At last Geoffrey was pronounced well, and yet the girl had not consented. He had no excuse for remaining longer, so with evident bad humour he consented to go.
“Miss Young,” he said, “I’m going home to-day, and I just won’t leave you here for some dirty ‘Dago’ to be grabbing at your hand and proposing to you all the time. Marry me and come away from here.”
“Geoffrey, I’m going to give you a square deal. You go home for a month, see other girls, and if you then still want to marry me, come up here and I’ll think about it.”
“I’m on, Miss Young. Say, I’ve found out your first name. It’s Claire, isn’t it? You know I used to think ‘Diana’ was a peach of a name, but ‘Claire’ beats it a mile.”
Geoffrey went home. Miss Young cried a little in the solitude of her room. Then she settled down to a half-hopeful vigil of waiting. During the first two weeks she received seven letters, each one declaring Geoffrey’s undying devotion and his firm desire to return for her. Every night she read the entire collection up to date, and wept over them, as is the manner of women beloved. Then for days she received no word. She fought this rather hopeless portent with trusting heart.
Often during the long day’s work when patients grumbled, when some ogling male became amorously persistent, when the little nurse found herself almost hating mankind, she slipped into the vacant corridor and reread one of the treasured epistles to give her faith.

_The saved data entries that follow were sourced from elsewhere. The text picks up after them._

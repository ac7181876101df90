//! Subscriber snapshots.
//!
//! The store publishes a `StoreSnapshot` on a `tokio::sync::watch` channel
//! after every mutation and every guard change. Snapshots are captured under
//! the store's state lock, so terms and stats always agree.

use chrono::{DateTime, Utc};
use clauseguard_core::reconcile::{ComplianceStats, compute_stats};
use clauseguard_core::session::{Session, Term};
use clauseguard_core::state::UserRole;
use clauseguard_core::tracker::TrackerFlags;
use serde::Serialize;
use tokio::sync::watch;

/// Receiver side handed to the UI.
pub type StoreWatcher = watch::Receiver<StoreSnapshot>;

/// Consistent view of the store at one point in time.
#[derive(Debug, Clone, Serialize)]
#[serde(rename_all = "camelCase")]
pub struct StoreSnapshot {
    /// Incremented on each publication
    pub version: u64,
    pub session: Option<Session>,
    pub terms: Vec<Term>,
    pub stats: ComplianceStats,
    pub flags: TrackerFlags,
    pub user_role: UserRole,
    pub last_error: Option<String>,
    pub updated_at: DateTime<Utc>,
}

impl StoreSnapshot {
    pub(crate) fn capture(
        version: u64,
        session: Option<&Session>,
        terms: &[Term],
        flags: TrackerFlags,
        user_role: UserRole,
        last_error: Option<&str>,
    ) -> Self {
        Self {
            version,
            session: session.cloned(),
            terms: terms.to_vec(),
            stats: compute_stats(terms),
            flags,
            user_role,
            last_error: last_error.map(str::to_string),
            updated_at: Utc::now(),
        }
    }
}

impl Default for StoreSnapshot {
    fn default() -> Self {
        Self {
            version: 0,
            session: None,
            terms: Vec::new(),
            stats: ComplianceStats::default(),
            flags: TrackerFlags::default(),
            user_role: UserRole::default(),
            last_error: None,
            updated_at: Utc::now(),
        }
    }
}
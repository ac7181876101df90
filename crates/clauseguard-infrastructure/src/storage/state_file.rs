//! Atomic key-value TOML file.
//!
//! The persisted state is a flat TOML table of string values. Writes go to a
//! temporary sibling, are fsynced, then renamed over the target, all under an
//! exclusive lock on a `.lock` sibling.

use clauseguard_core::error::{ClauseError, Result};
use std::collections::BTreeMap;
use std::fs::{self, File, OpenOptions};
use std::io::Write as IoWrite;
use std::path::{Path, PathBuf};

/// The on-disk document: key -> value.
pub type StateTable = BTreeMap<String, String>;

/// Handle to a key-value TOML file. Blocking; call from `spawn_blocking`.
#[derive(Debug, Clone)]
pub struct StateFile {
    path: PathBuf,
}

impl StateFile {
    pub fn new(path: PathBuf) -> Self {
        Self { path }
    }

    pub fn path(&self) -> &Path {
        &self.path
    }

    /// Reads the table. A missing or blank file reads as empty.
    pub fn read(&self) -> Result<StateTable> {
        if !self.path.exists() {
            return Ok(StateTable::new());
        }

        let content = fs::read_to_string(&self.path)?;
        if content.trim().is_empty() {
            return Ok(StateTable::new());
        }

        Ok(toml::from_str(&content)?)
    }

    /// Applies `f` to the current table and writes the result back.
    ///
    /// Read, change and write happen under one exclusive lock. Nothing is
    /// written if `f` reports that the table is unchanged.
    pub fn modify<F>(&self, f: F) -> Result<()>
    where
        F: FnOnce(&mut StateTable) -> bool,
    {
        let _lock = FileLock::acquire(&self.path)?;

        let mut table = self.read()?;
        if f(&mut table) {
            self.write(&table)?;
        }
        Ok(())
    }

    fn write(&self, table: &StateTable) -> Result<()> {
        if let Some(parent) = self.path.parent()
            && !parent.exists()
        {
            fs::create_dir_all(parent)?;
        }

        let content = toml::to_string_pretty(table)?;

        let tmp_path = self.temp_path()?;
        let mut tmp_file = File::create(&tmp_path)?;
        tmp_file.write_all(content.as_bytes())?;
        tmp_file.sync_all()?;
        drop(tmp_file);

        fs::rename(&tmp_path, &self.path)?;
        Ok(())
    }

    fn temp_path(&self) -> Result<PathBuf> {
        let parent = self
            .path
            .parent()
            .ok_or_else(|| ClauseError::io("State path has no parent directory"))?;
        let file_name = self
            .path
            .file_name()
            .ok_or_else(|| ClauseError::io("State path has no file name"))?;

        Ok(parent.join(format!(".{}.tmp", file_name.to_string_lossy())))
    }
}

/// Exclusive lock on `<path>.lock`, released on drop.
struct FileLock {
    file: File,
    lock_path: PathBuf,
}

impl FileLock {
    fn acquire(path: &Path) -> Result<Self> {
        let lock_path = path.with_extension("lock");
        if let Some(parent) = lock_path.parent()
            && !parent.exists()
        {
            fs::create_dir_all(parent)?;
        }

        let file = OpenOptions::new()
            .write(true)
            .create(true)
            .truncate(false)
            .open(&lock_path)?;

        fs2::FileExt::lock_exclusive(&file)
            .map_err(|e| ClauseError::io(format!("Failed to acquire state lock: {}", e)))?;

        Ok(Self { file, lock_path })
    }
}

impl Drop for FileLock {
    fn drop(&mut self) {
        let _ = fs2::FileExt::unlock(&self.file);
        let _ = fs::remove_file(&self.lock_path);
    }
}
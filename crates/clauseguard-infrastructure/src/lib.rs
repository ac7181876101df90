//! Infrastructure layer for Clauseguard.
//!
//! Concrete persistence adapters, path resolution, configuration loading and
//! tracing setup.

pub mod config_service;
pub mod file_state_store;
pub mod memory_state_store;
pub mod paths;
pub mod storage;
pub mod telemetry;
pub mod tiered_state_store;

pub use crate::config_service::ConfigService;
pub use crate::file_state_store::FileStateStore;
pub use crate::memory_state_store::MemoryStateStore;
pub use crate::paths::ClauseguardPaths;
pub use crate::telemetry::init_tracing;
pub use crate::tiered_state_store::TieredStateStore;
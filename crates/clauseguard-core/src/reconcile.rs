//! Term reconciliation.
//!
//! Pure functions that resolve a term's effective compliance verdict and fold
//! a term collection into aggregate statistics. Every view of compliance in
//! the engine goes through [`effective_compliance`].

use serde::{Deserialize, Serialize};

use crate::session::Term;

/// Aggregate compliance statistics derived from a term collection.
///
/// Never stored on its own; recompute with [`compute_stats`] whenever the
/// terms change.
#[derive(Debug, Clone, Copy, PartialEq, Serialize, Deserialize, Default)]
#[serde(rename_all = "camelCase")]
pub struct ComplianceStats {
    pub total_terms: usize,
    pub compliant_count: usize,
    pub non_compliant_count: usize,
    /// Percentage of compliant terms, rounded to two decimals. 0 for no terms.
    pub overall_compliance_percentage: f64,
}

/// Resolves the single compliance verdict for a term.
///
/// Precedence, highest first:
/// 1. expert override
/// 2. AI re-review result, whether or not the user confirmed it
/// 3. initial AI judgment
///
/// `is_user_confirmed` never changes the verdict.
pub fn effective_compliance(term: &Term) -> bool {
    term.expert_override_is_compliant
        .or(term.is_reviewed_compliant)
        .unwrap_or(term.ai_is_compliant)
}

/// Folds [`effective_compliance`] over `terms`.
pub fn compute_stats<'a, I>(terms: I) -> ComplianceStats
where
    I: IntoIterator<Item = &'a Term>,
{
    let (total, compliant) = terms
        .into_iter()
        .fold((0usize, 0usize), |(total, compliant), term| {
            (total + 1, compliant + usize::from(effective_compliance(term)))
        });

    if total == 0 {
        return ComplianceStats::default();
    }

    let ratio = compliant as f64 / total as f64;
    ComplianceStats {
        total_terms: total,
        compliant_count: compliant,
        non_compliant_count: total - compliant,
        overall_compliance_percentage: (ratio * 10_000.0).round() / 100.0,
    }
}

The third week dragged along and the beginning of the fourth, and still she received not a word. At first she waited impatiently for each day’s mail, but finally she began to delay her call at the desk, dreading the recurrent disappointment.

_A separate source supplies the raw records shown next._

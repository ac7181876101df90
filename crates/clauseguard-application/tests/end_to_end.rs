//! Full contract sessions against the in-process fake service.

mod common;

use clauseguard_application::{ExpertFeedback, SessionStore};
use clauseguard_core::analysis::UploadFile;
use clauseguard_core::reconcile::ComplianceStats;
use clauseguard_core::state::{PersistenceAdapter, SESSION_ID_KEY, UserRole};
use clauseguard_infrastructure::{ClauseguardPaths, ConfigService, FileStateStore, MemoryStateStore};
use common::FakeAnalysisService;
use std::sync::Arc;
use tempfile::TempDir;

fn lease() -> UploadFile {
    UploadFile::new(
        "lease.docx",
        "application/vnd.openxmlformats-officedocument.wordprocessingml.document",
        b"PK\x03\x04 lease".to_vec(),
    )
}

fn stats(total: usize, compliant: usize, percentage: f64) -> ComplianceStats {
    ComplianceStats {
        total_terms: total,
        compliant_count: compliant,
        non_compliant_count: total - compliant,
        overall_compliance_percentage: percentage,
    }
}

#[tokio::test]
async fn test_review_then_expert_override_drive_stats() {
    let service = Arc::new(FakeAnalysisService::new());
    let store = SessionStore::new(service.clone(), Arc::new(MemoryStateStore::new()));

    store.upload_and_analyze(lease()).await.unwrap();
    assert_eq!(store.stats(), stats(3, 2, 66.67));

    let reviewed = store
        .review_modification("t1", "A one-time late fee applies.")
        .await
        .unwrap();
    assert_eq!(reviewed.is_reviewed_compliant, Some(true));
    assert!(!reviewed.is_user_confirmed);
    assert_eq!(store.stats(), stats(3, 3, 100.0));

    store.set_user_role(UserRole::Expert).await.unwrap();
    let overridden = store
        .submit_expert_feedback(
            "t1",
            ExpertFeedback {
                is_compliant: false,
                notes: Some("Any late fee is impermissible".to_string()),
            },
        )
        .await
        .unwrap();
    assert_eq!(overridden.expert_override_is_compliant, Some(false));
    assert_eq!(store.stats(), stats(3, 2, 66.67));

    store
        .confirm_modification("t1", "A one-time late fee applies.")
        .await
        .unwrap();
    assert_eq!(store.stats(), stats(3, 2, 66.67));

    let snapshot = store.snapshot();
    assert_eq!(snapshot.stats, store.stats());
    assert_eq!(snapshot.user_role, UserRole::Expert);
}

#[tokio::test]
async fn test_generation_needs_a_session() {
    let service = Arc::new(FakeAnalysisService::new());
    let store = SessionStore::new(service.clone(), Arc::new(MemoryStateStore::new()));

    let err = store.generate_modified_contract().await.unwrap_err();

    assert!(err.is_validation());
    assert_eq!(service.calls(), 0);
    assert!(store.last_error().is_none());
}

#[tokio::test]
async fn test_generated_documents_follow_original_name() {
    let service = Arc::new(FakeAnalysisService::new());
    let store = SessionStore::new(service, Arc::new(MemoryStateStore::new()));
    store.upload_and_analyze(lease()).await.unwrap();

    store
        .confirm_modification("t1", "A one-time late fee applies.")
        .await
        .unwrap();
    let modified = store.generate_modified_contract().await.unwrap();
    let marked = store.generate_marked_contract().await.unwrap();

    let names: Vec<_> = [&modified.docx, &modified.txt, &marked.docx]
        .into_iter()
        .flatten()
        .map(|file| file.display_filename.as_str())
        .collect();
    assert_eq!(
        names,
        vec!["modified_lease.docx", "modified_lease.txt", "marked_lease.docx"]
    );
}

#[tokio::test]
async fn test_session_survives_restart_with_durable_state() {
    let temp_dir = TempDir::new().unwrap();
    let state_path = temp_dir.path().join("state.toml");
    let service = Arc::new(FakeAnalysisService::new());

    let first = SessionStore::new(
        service.clone(),
        Arc::new(FileStateStore::with_path(state_path.clone())),
    );
    let session = first.upload_and_analyze(lease()).await.unwrap();
    first
        .confirm_modification("t1", "A one-time late fee applies.")
        .await
        .unwrap();
    first.dispose();

    let second = SessionStore::new(
        service.clone(),
        Arc::new(FileStateStore::with_path(state_path)),
    );
    let restored = second.init().await.unwrap().unwrap();

    assert_eq!(restored.session_id, session.session_id);
    let term = second.term("t1").unwrap();
    assert!(term.is_user_confirmed);
    assert_eq!(
        term.user_modified_text.as_deref(),
        Some("A one-time late fee applies.")
    );
    assert_eq!(second.stats(), stats(3, 2, 66.67));
}

#[tokio::test]
async fn test_expired_session_is_forgotten_on_init() {
    let temp_dir = TempDir::new().unwrap();
    let persistence = Arc::new(FileStateStore::with_path(temp_dir.path().join("state.toml")));
    let service = Arc::new(FakeAnalysisService::new());

    let first = SessionStore::new(service.clone(), persistence.clone());
    let session = first.upload_and_analyze(lease()).await.unwrap();
    first.dispose();
    service.expire(&session.session_id);

    let second = SessionStore::new(service, persistence.clone());
    let err = second.init().await.unwrap_err();

    assert!(err.is_not_found());
    assert!(second.session().is_none());
    assert!(second.last_error().is_some());
    assert_eq!(persistence.get(SESSION_ID_KEY).await.unwrap(), None);
}

#[tokio::test]
async fn test_default_config_keeps_only_role_across_restart() {
    let temp_dir = TempDir::new().unwrap();
    let paths = ClauseguardPaths::new(Some(temp_dir.path().to_path_buf()));
    let service = Arc::new(FakeAnalysisService::new());

    let first = SessionStore::new(
        service.clone(),
        ConfigService::new(paths.clone()).persistence().unwrap(),
    );
    first.upload_and_analyze(lease()).await.unwrap();
    first.set_user_role(UserRole::Expert).await.unwrap();
    first.dispose();

    let second = SessionStore::new(service, ConfigService::new(paths).persistence().unwrap());

    assert!(second.init().await.unwrap().is_none());
    assert_eq!(second.user_role(), UserRole::Expert);
}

At last one morning at breakfast she received a letter addressed in Geoffrey’s handwriting. All aflutter she slipped it into her pocket until she could be alone. But she couldn’t wait, so she tremulously tore the envelope open and read:
“My Dear Miss Young:
“I shall always regard you as a woman of the rarest good sense. You must have thought me a great fool. I think a man is hardly responsible for what he does when he is sick. I must thank you for your splendid nursing, and, furthermore, for the way in which you brought me to my senses. You see, Diana and I have made it all up again. I’m sending you a card.”